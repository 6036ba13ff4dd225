//! VGM format support: the command catalog, the decoded header and the
//! streaming header/body parsers.
pub mod command;
mod header;
pub mod parser;

pub use command::{CommandType, VgmCommand};
pub use header::{SUPPORTED_VERSIONS, VGM_MAGIC, VgmHeader, VgmHeaderField};
pub use parser::{BodyParser, Commands, HeaderParser};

--------

> WHAT IS BEING ASKED: Return only what runs from the line containing "header and the" to the last line of the records above, both ends included, exactly as written.

> ANSWER SPACE:
//! VGM format support: the command catalog, the decoded header and the
//! streaming header/body parsers.
pub mod command;
mod header;
pub mod parser;

pub use command::{CommandType, VgmCommand};
pub use header::{SUPPORTED_VERSIONS, VGM_MAGIC, VgmHeader, VgmHeaderField};
pub use parser::{BodyParser, Commands, HeaderParser};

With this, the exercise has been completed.